А. М. Скабичевский обращался к оценке произведений И. А. Гончарова и в других своих литературных работах. Из них особый интерес представляет свидетельство автобиографического характера о романе «Обыкновенная история»: «Роман этот был прочитан мною в 1853 году, как раз в эпоху разгара моей влюбчивости, и произвел на меня ошеломляющее впечатление. В герое его, Александре Адуеве, я тотчас же увидел себя, столь же, как и он, сентиментально прекраснодушного и, подобно ему, занимающегося хранением волосков, цветочков и тому подобных вещественных знаков невещественных отношений. Мне так сделалось стыдно этого сходства, что я тотчас же собрал все хранимые мною сувенирчики, предал их сожжению и дал себе слово никогда более не влюбляться» (Скабичевский, Литературные воспоминания, М. 1928, стр. 63). Столь же большое впечатление на Скабичевского произвел и образ Петра Ивановича Адуева, в котором он увидел прекрасно схваченный художником тип чиновника-дельца, капиталиста.

В статье «Эпидемия легкомыслия» Скабичевский дал резко отрицательный отзыв о консервативном по своей идейной направленности «Литературном вечере» Гончарова. Этот отзыв совпал с мнением большей части русских критиков.

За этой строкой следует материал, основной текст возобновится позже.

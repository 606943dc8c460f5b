//! Phase model - an ordered stage of the project template.

use serde::{Deserialize, Serialize};
use crate::task::Task;

/// A phase is a stage of the delivery template with its own tasks.
#[derive(Debug, Clone, PartialEq, Serialize, Deserialize)]
pub struct Phase {
    /// Template-local identifier (e.g. `phase-3`)
    pub id: String,

    /// Phase name, also used to pick the matching `Phase` field option
    pub name: String,

    /// Share of the whole project, in percent
    pub percentage: f64,

    /// Planned duration in working days
    pub days: f64,

    /// Tasks in execution order
    #[serde(default)]
    pub tasks: Vec<Task>,
}

impl Phase {
    /// First whitespace-delimited token of the name, lower-cased.
    ///
    /// `"Discovery & Requirements"` yields `"discovery"`.
    pub fn leading_token(&self) -> String {
        self.name
            .split_whitespace()
            .next()
            .unwrap_or_default()
            .to_lowercase()
    }

    /// Sum of the task percentages in this phase.
    pub fn task_percentage_total(&self) -> f64 {
        self.tasks.iter().map(|t| t.percentage).sum()
    }
}

#[cfg(test)]
mod tests {
    use super::*;

    fn phase(name: &str) -> Phase {
        Phase {
            id: "phase-1".to_string(),
            name: name.to_string(),
            percentage: 10.0,
            days: 2.0,
            tasks: Vec::new(),
        }
    }

    #[test]
    fn leading_token_is_lowercased_first_word() {
        assert_eq!(phase("Discovery & Requirements").leading_token(), "discovery");
        assert_eq!(phase("3. Design").leading_token(), "3.");
        assert_eq!(phase("   ").leading_token(), "");
    }
}
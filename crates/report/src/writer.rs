//! Report file names and writing reports to disk.

use std::path::{Path, PathBuf};
use std::sync::OnceLock;

use populator_core::Time;
use regex::Regex;
use tracing::info;

use crate::format::date;

/// Errors raised while writing a report.
#[derive(Debug, thiserror::Error)]
pub enum ReportError {
    /// I/O error
    #[error("failed to write report {}: {source}", .path.display())]
    Io {
        path: PathBuf,
        #[source]
        source: std::io::Error,
    },
}

static NON_ALPHANUMERIC: OnceLock<Regex> = OnceLock::new();

fn non_alphanumeric() -> &'static Regex {
    NON_ALPHANUMERIC.get_or_init(|| Regex::new(r"[^a-zA-Z0-9]").expect("Invalid file name regex"))
}

/// Title reduced to lower-case ASCII letters, digits and underscores.
pub fn sanitize_title(title: &str) -> String {
    non_alphanumeric().replace_all(title, "_").to_lowercase()
}

/// `project_<n>_<sanitized title>_<YYYY-MM-DD>.md`
pub fn project_report_name(number: u64, title: &str, generated_at: &Time) -> String {
    format!(
        "project_{}_{}_{}.md",
        number,
        sanitize_title(title),
        date(generated_at)
    )
}

/// `all_projects_portfolio_<YYYY-MM-DD>.md`
pub fn portfolio_report_name(generated_at: &Time) -> String {
    format!("all_projects_portfolio_{}.md", date(generated_at))
}

/// Write `contents` to `dir/name`, creating `dir` if needed.
pub async fn write_report(dir: &Path, name: &str, contents: &str) -> Result<PathBuf, ReportError> {
    let path = dir.join(name);
    let io_error = |source| ReportError::Io {
        path: path.clone(),
        source,
    };

    tokio::fs::create_dir_all(dir).await.map_err(io_error)?;
    tokio::fs::write(&path, contents).await.map_err(io_error)?;

    info!(path = %path.display(), bytes = contents.len(), "report written");
    Ok(path)
}
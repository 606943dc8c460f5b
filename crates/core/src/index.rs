//! Resolved remote ids for fields, options and labels.
//!
//! Both indices are owned by a single reconciliation run. They are seeded from
//! what already exists remotely and grow only when something is created.

use std::collections::HashMap;

use serde::{Deserialize, Serialize};

use crate::id::{FieldId, LabelId, OptionId};
use crate::phase::Phase;
use crate::template::FieldDefinition;

/// Normalize a field key: lower-cased with all whitespace removed.
///
/// `"Time Allocation"` and `"timeallocation"` both become `"timeallocation"`.
pub fn normalize_key(key: &str) -> String {
    key.chars()
        .filter(|c| !c.is_whitespace())
        .flat_map(char::to_lowercase)
        .collect()
}

/// A single-select option as the remote service reports it.
#[derive(Debug, Clone, PartialEq, Eq, Serialize, Deserialize)]
pub struct FieldOption {
    /// Option id
    pub id: OptionId,
    /// Option display name
    pub name: String,
}

/// A project field as the remote service reports it.
#[derive(Debug, Clone, PartialEq, Eq, Serialize, Deserialize)]
pub struct RemoteField {
    /// Field id
    pub id: FieldId,
    /// Display name
    pub name: String,
    /// Options, present for single-select fields only
    pub options: Option<Vec<FieldOption>>,
}

/// A resolved field and its options, in remote order.
#[derive(Debug, Clone, PartialEq, Eq)]
pub struct FieldEntry {
    /// Field id
    pub id: FieldId,
    /// Options in the order the service returned them
    pub options: Vec<FieldOption>,
}

impl FieldEntry {
    /// Create an entry with no options.
    pub fn new(id: FieldId) -> Self {
        Self {
            id,
            options: Vec::new(),
        }
    }

    /// Attach options.
    pub fn with_options(mut self, options: Vec<FieldOption>) -> Self {
        self.options = options;
        self
    }

    /// Option id for an exact option name.
    pub fn option_id(&self, name: &str) -> Option<&OptionId> {
        self.options.iter().find(|o| o.name == name).map(|o| &o.id)
    }

    /// Option matching a phase.
    ///
    /// An option equal to the phase name (ignoring case) wins. Otherwise the
    /// first option containing the phase's leading token is used, so phase
    /// `"Design"` picks option `"3. Design"`. This containment rule is a
    /// heuristic: two phases sharing a leading token land on the same option.
    pub fn option_for_phase(&self, phase: &Phase) -> Option<&OptionId> {
        let full = phase.name.to_lowercase();
        if let Some(exact) = self.options.iter().find(|o| o.name.to_lowercase() == full) {
            return Some(&exact.id);
        }

        let token = phase.leading_token();
        if token.is_empty() {
            return None;
        }
        self.options
            .iter()
            .find(|o| o.name.to_lowercase().contains(&token))
            .map(|o| &o.id)
    }
}

/// Normalized field key to resolved field.
#[derive(Debug, Clone, Default)]
pub struct FieldIndex {
    entries: HashMap<String, FieldEntry>,
}

impl FieldIndex {
    /// Create an empty index.
    pub fn new() -> Self {
        Self::default()
    }

    /// Seed from a project's existing fields.
    ///
    /// Each remote field is keyed by its normalized display name, unless a
    /// definition's display name normalizes to the same value, in which case
    /// the definition's key is used. That keeps `"Time %"` on the board and
    /// `timeAllocation` in the template pointing at the same entry.
    pub fn from_remote(fields: &[RemoteField], definitions: &[FieldDefinition]) -> Self {
        let mut index = Self::new();
        for field in fields {
            let display = normalize_key(&field.name);
            let key = definitions
                .iter()
                .find(|d| normalize_key(&d.display_name) == display)
                .map(|d| d.normalized_key())
                .unwrap_or(display);
            let entry = FieldEntry::new(field.id.clone())
                .with_options(field.options.clone().unwrap_or_default());
            index.entries.insert(key, entry);
        }
        index
    }

    /// Insert or replace an entry.
    pub fn insert(&mut self, key: &str, entry: FieldEntry) {
        self.entries.insert(normalize_key(key), entry);
    }

    /// Look up an entry by key (normalized on the way in).
    pub fn get(&self, key: &str) -> Option<&FieldEntry> {
        self.entries.get(&normalize_key(key))
    }

    /// Whether a key is present.
    pub fn contains(&self, key: &str) -> bool {
        self.entries.contains_key(&normalize_key(key))
    }

    /// Number of resolved fields.
    pub fn len(&self) -> usize {
        self.entries.len()
    }

    /// Whether no fields are resolved.
    pub fn is_empty(&self) -> bool {
        self.entries.is_empty()
    }

    /// Resolved keys, sorted.
    pub fn keys(&self) -> Vec<&str> {
        let mut keys: Vec<&str> = self.entries.keys().map(String::as_str).collect();
        keys.sort_unstable();
        keys
    }
}

/// Label name to label id.
#[derive(Debug, Clone, Default)]
pub struct LabelIndex {
    by_name: HashMap<String, LabelId>,
}

impl LabelIndex {
    /// Create an empty index.
    pub fn new() -> Self {
        Self::default()
    }

    /// Insert or replace a label.
    pub fn insert(&mut self, name: impl Into<String>, id: LabelId) {
        self.by_name.insert(name.into(), id);
    }

    /// Label id for an exact name.
    pub fn get(&self, name: &str) -> Option<&LabelId> {
        self.by_name.get(name)
    }

    /// Whether a label is present.
    pub fn contains(&self, name: &str) -> bool {
        self.by_name.contains_key(name)
    }

    /// Number of known labels.
    pub fn len(&self) -> usize {
        self.by_name.len()
    }

    /// Whether no labels are known.
    pub fn is_empty(&self) -> bool {
        self.by_name.is_empty()
    }

    /// Resolve names to ids, returning the ids and the names that were dropped.
    pub fn resolve<'a>(&self, names: &'a [String]) -> (Vec<LabelId>, Vec<&'a str>) {
        let mut ids = Vec::new();
        let mut dropped = Vec::new();
        for name in names {
            match self.by_name.get(name) {
                Some(id) => ids.push(id.clone()),
                None => dropped.push(name.as_str()),
            }
        }
        (ids, dropped)
    }
}

#[cfg(test)]
mod tests {
    use super::*;
    use crate::template::FieldKind;

    fn option(id: &str, name: &str) -> FieldOption {
        FieldOption {
            id: OptionId::new(id),
            name: name.to_string(),
        }
    }

    fn phase(name: &str) -> Phase {
        Phase {
            id: "p".to_string(),
            name: name.to_string(),
            percentage: 0.0,
            days: 0.0,
            tasks: Vec::new(),
        }
    }

    fn definition(key: &str, display: &str) -> FieldDefinition {
        FieldDefinition {
            key: key.to_string(),
            display_name: display.to_string(),
            kind: FieldKind::Number,
            options: Vec::new(),
        }
    }

    #[test]
    fn normalize_strips_whitespace_and_case() {
        assert_eq!(normalize_key("Time Allocation"), "timeallocation");
        assert_eq!(normalize_key(" Est. Days "), "est.days");
        assert_eq!(normalize_key("Time %"), "time%");
    }

    #[test]
    fn phase_option_prefers_exact_name() {
        let entry = FieldEntry::new(FieldId::new("f")).with_options(vec![
            option("o1", "Testing Prep"),
            option("o2", "Testing"),
        ]);
        assert_eq!(entry.option_for_phase(&phase("Testing")).unwrap().as_str(), "o2");
    }

    #[test]
    fn phase_option_falls_back_to_leading_token() {
        let entry = FieldEntry::new(FieldId::new("f")).with_options(vec![
            option("o1", "1. Discovery"),
            option("o3", "3. Design"),
        ]);
        assert_eq!(
            entry.option_for_phase(&phase("Design")).unwrap().as_str(),
            "o3"
        );
        assert_eq!(
            entry
                .option_for_phase(&phase("Discovery & Requirements"))
                .unwrap()
                .as_str(),
            "o1"
        );
        assert!(entry.option_for_phase(&phase("User Acceptance Testing")).is_none());
    }

    #[test]
    fn seed_maps_display_names_onto_definition_keys() {
        let remote = vec![
            RemoteField {
                id: FieldId::new("f-time"),
                name: "Time %".to_string(),
                options: None,
            },
            RemoteField {
                id: FieldId::new("f-title"),
                name: "Title".to_string(),
                options: None,
            },
        ];
        let index = FieldIndex::from_remote(&remote, &[definition("timeAllocation", "Time %")]);

        assert_eq!(index.len(), 2);
        assert_eq!(index.get("timeallocation").unwrap().id.as_str(), "f-time");
        assert!(index.contains("Title"));
        assert_eq!(index.keys(), vec!["timeallocation", "title"]);
    }

    #[test]
    fn label_resolution_drops_unknown_names() {
        let mut labels = LabelIndex::new();
        labels.insert("qa", LabelId::new("L1"));
        labels.insert("seo", LabelId::new("L2"));

        let wanted = vec!["seo".to_string(), "ghost".to_string(), "qa".to_string()];
        let (ids, dropped) = labels.resolve(&wanted);
        assert_eq!(ids, vec![LabelId::new("L2"), LabelId::new("L1")]);
        assert_eq!(dropped, vec!["ghost"]);
    }
}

1 Утверждение о сходстве художнической манеры Гончарова с живописцами фламандской школы было впервые высказано А. В. Дружининым (см. его статью «Русские в Японии»).

2 Это мнение Скабичевского правильно подчеркивало тот факт, {357} что и И. А. Гончаров, как и всякий художник, не лишен субъективности в обрисовке образов-характеров.

3 Творческая история романа «Обрыв» с большой полнотой отражена в статьях И. А. Гончарова "Намерения, задачи и идеи романа «Обрыв» и «Лучше поздно, чем никогда».

4 Скабичевский высказывает более трезвый и правильный взгляд на значение образа Марка Волохова в художественной структуре романа, чем Н. В. Шелгунов, который считал, что, помимо Марка Волохова, в романе нет ничего заслуживающего внимания, что, конечно, является несомненным полемическим преувеличением.

5 Здесь, как и вообще в анализе Марка Волохова, отчетливо проявляется влияние на Скабичевского статьи М. Е. Салтыкова-Щедрина «Уличная философия».

6 Стебницкий — псевдоним выдающегося русского писателя Николая Семеновича Лескова (1831—1895). Салтыков-Щедрин здесь имеет в виду нашумевшие романы Лескова «Некуда» и «На ножах», в которых наиболее пагубно сказались реакционные общественно-политические взгляды писателя.

7 Авенариус Василий Петрович (1839—1919) — второстепенный беллетрист второй половины XIX века, реакционер, в ряде произведений («Современная идиллия», «Поветрие» и др.) клеветнически выступавший против прогрессивной молодежи 60-х годов.

Сноски:

* - В настоящем сборнике воспроизводится по первому тому Сочинений А. Скабичевского, Спб., 1895, стр. 143—181.